The number of lines with the string "types" in the listing below is all that should be reported.

--*--

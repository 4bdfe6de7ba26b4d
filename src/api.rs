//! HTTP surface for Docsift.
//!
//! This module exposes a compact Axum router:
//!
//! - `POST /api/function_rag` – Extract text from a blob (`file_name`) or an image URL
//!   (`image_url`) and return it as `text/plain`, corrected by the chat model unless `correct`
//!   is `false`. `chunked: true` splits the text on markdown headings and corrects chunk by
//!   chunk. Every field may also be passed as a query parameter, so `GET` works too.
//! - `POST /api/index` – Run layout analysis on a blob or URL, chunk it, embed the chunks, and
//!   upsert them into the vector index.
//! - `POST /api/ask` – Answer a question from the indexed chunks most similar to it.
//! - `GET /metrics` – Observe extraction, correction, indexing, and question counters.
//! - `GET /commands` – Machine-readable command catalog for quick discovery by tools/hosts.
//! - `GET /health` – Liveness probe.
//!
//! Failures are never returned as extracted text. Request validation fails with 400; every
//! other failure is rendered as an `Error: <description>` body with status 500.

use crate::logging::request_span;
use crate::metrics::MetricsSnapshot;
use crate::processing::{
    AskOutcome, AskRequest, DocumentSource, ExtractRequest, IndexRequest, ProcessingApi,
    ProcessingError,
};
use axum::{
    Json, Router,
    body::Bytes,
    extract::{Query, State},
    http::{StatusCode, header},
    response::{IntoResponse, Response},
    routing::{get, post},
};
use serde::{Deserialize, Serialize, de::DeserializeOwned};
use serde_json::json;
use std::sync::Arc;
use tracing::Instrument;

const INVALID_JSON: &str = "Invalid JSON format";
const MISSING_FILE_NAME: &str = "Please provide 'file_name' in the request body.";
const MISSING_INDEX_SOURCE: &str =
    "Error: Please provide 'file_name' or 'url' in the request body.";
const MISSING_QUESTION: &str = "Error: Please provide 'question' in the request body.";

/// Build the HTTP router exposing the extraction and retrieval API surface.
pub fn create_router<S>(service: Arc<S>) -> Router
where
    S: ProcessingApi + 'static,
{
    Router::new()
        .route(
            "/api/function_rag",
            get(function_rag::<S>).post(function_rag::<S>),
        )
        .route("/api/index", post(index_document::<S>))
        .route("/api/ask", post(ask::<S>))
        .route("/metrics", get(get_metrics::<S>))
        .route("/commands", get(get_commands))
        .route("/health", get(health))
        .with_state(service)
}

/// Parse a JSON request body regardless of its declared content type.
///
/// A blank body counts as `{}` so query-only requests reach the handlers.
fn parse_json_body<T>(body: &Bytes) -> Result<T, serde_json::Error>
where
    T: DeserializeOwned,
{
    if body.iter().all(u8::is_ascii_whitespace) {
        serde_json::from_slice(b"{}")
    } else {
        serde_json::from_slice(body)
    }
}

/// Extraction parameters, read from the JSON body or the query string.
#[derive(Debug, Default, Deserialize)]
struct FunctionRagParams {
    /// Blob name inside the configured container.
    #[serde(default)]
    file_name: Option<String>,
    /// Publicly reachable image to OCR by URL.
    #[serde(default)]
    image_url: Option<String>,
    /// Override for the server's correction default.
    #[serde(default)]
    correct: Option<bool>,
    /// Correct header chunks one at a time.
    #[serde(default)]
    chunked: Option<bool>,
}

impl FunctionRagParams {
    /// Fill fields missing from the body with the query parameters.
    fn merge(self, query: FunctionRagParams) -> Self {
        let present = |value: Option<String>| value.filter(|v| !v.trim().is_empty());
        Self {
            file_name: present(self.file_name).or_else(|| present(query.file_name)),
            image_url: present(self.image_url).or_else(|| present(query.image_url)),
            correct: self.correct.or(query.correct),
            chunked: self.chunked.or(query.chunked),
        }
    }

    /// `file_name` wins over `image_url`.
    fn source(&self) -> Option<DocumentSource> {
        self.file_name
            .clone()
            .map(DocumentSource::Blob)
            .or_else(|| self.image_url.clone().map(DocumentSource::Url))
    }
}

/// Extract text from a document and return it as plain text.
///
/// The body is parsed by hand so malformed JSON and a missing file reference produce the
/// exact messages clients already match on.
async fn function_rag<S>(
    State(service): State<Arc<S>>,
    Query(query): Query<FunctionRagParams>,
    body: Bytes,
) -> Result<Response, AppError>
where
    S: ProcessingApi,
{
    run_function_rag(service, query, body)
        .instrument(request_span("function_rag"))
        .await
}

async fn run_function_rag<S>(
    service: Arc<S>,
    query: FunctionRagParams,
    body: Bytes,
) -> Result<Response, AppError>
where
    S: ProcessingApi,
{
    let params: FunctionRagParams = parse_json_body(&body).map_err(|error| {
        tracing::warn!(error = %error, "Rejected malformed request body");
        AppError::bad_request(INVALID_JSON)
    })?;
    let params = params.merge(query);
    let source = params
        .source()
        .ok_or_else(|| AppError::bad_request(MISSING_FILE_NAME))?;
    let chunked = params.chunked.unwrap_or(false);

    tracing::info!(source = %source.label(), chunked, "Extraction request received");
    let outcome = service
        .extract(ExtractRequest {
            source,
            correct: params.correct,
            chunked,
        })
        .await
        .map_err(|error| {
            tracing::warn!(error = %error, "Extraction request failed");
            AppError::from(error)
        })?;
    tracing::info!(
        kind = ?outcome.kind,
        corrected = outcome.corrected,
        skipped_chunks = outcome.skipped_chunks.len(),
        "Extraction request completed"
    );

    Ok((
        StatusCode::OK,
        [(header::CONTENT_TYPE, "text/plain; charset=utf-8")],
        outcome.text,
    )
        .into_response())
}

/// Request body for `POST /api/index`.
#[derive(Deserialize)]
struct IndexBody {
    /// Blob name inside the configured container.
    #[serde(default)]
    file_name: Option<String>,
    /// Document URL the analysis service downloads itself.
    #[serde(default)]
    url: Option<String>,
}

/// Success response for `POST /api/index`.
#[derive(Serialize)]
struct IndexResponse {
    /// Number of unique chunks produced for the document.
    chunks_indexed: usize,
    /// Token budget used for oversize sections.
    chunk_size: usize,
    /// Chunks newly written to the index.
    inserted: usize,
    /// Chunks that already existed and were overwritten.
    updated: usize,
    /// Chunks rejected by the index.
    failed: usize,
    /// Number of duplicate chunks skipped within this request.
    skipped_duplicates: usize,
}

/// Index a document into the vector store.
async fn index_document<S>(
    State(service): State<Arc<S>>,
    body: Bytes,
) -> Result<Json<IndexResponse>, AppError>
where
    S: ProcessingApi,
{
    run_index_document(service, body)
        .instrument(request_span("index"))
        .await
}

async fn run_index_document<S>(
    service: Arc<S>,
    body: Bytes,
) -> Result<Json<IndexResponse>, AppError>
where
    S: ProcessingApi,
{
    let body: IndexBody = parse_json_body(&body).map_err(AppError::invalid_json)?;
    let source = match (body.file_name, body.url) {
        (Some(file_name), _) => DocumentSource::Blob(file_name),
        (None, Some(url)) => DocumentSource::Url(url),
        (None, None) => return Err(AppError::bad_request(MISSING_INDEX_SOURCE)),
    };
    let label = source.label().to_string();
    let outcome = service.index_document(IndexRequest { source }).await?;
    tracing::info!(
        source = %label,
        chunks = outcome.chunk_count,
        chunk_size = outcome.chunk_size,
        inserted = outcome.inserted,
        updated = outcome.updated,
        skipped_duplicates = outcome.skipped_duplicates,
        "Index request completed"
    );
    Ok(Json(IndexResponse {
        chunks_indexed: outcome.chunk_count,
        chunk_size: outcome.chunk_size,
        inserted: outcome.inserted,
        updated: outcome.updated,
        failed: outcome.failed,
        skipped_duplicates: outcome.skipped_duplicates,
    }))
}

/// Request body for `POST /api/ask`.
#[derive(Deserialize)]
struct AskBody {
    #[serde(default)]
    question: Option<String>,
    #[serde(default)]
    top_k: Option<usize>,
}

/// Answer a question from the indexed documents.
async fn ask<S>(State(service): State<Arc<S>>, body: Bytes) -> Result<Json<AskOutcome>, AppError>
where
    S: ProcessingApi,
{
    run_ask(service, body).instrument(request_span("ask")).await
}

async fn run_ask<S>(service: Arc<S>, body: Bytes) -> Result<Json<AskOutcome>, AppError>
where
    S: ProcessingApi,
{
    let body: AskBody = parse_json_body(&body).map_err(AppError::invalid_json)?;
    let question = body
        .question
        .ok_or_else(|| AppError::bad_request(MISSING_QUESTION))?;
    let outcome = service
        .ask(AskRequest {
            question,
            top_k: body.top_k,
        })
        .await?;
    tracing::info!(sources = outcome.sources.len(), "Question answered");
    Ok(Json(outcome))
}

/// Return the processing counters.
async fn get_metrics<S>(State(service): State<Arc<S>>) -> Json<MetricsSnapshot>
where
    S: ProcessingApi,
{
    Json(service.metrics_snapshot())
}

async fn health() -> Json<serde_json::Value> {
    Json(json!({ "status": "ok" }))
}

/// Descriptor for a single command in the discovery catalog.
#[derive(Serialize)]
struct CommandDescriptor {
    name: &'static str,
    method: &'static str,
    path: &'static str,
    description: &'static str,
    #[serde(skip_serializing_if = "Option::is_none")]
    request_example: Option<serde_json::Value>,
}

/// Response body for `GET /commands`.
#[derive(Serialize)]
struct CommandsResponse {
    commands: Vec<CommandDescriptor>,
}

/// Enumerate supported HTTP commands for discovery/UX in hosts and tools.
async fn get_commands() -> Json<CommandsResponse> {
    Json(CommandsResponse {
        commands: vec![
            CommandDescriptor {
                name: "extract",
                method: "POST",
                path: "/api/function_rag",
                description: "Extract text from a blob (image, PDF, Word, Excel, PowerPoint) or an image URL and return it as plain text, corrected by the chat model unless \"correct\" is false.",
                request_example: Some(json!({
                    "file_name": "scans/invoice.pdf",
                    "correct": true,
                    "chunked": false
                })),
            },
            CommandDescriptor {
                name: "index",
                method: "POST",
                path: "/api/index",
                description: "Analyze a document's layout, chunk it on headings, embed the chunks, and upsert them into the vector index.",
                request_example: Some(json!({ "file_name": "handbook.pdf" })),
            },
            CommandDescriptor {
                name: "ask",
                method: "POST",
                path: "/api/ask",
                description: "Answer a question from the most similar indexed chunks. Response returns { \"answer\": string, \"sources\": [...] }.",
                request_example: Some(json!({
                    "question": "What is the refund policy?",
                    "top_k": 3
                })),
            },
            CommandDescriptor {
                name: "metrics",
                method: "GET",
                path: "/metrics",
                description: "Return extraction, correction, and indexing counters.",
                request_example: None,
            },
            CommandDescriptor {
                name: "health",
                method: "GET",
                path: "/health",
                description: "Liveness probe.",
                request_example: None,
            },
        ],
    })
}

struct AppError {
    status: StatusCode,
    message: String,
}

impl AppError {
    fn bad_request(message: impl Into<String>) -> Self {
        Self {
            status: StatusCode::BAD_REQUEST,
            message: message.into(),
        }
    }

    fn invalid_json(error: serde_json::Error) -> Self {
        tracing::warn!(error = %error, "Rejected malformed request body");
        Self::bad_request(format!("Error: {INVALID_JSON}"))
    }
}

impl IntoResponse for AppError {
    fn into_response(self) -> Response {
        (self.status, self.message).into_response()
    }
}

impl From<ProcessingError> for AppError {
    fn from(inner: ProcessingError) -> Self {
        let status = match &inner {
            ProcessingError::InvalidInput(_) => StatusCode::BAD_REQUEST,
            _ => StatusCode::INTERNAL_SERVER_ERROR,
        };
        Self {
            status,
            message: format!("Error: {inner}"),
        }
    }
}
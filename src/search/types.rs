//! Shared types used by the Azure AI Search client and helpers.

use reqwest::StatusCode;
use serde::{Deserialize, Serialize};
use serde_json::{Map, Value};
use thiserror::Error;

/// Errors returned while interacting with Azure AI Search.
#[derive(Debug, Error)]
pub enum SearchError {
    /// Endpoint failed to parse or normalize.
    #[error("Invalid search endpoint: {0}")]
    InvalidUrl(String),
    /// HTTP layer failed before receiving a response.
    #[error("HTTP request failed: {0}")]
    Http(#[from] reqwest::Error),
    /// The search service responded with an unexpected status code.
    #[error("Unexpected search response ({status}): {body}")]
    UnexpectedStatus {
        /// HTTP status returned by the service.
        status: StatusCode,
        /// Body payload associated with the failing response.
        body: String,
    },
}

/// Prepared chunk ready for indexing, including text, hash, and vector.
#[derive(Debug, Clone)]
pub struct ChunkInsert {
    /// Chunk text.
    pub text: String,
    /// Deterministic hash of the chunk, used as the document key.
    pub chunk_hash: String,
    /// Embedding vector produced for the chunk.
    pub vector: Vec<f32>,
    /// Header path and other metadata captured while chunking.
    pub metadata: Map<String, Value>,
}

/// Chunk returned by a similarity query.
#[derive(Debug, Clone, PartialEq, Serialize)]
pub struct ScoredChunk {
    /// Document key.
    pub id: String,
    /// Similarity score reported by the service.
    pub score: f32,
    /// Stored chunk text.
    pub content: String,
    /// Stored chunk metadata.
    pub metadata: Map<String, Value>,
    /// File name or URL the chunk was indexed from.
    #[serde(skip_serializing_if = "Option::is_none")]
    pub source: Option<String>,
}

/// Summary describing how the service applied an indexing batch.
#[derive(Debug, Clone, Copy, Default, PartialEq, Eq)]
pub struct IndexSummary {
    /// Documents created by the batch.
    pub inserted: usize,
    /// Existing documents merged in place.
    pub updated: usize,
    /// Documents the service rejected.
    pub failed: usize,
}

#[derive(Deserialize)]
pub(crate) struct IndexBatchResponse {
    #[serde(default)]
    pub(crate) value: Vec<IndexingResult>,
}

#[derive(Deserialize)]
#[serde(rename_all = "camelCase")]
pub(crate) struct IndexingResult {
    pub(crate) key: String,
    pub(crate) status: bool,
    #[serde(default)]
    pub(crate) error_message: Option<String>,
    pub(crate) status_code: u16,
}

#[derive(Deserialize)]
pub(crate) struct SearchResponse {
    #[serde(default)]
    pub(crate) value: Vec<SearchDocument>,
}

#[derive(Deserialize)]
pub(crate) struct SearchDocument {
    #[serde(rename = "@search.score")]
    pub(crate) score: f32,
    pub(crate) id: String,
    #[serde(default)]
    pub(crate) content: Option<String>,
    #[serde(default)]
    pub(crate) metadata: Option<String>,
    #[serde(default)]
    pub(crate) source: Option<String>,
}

--*--

RESPONSE BOX:
2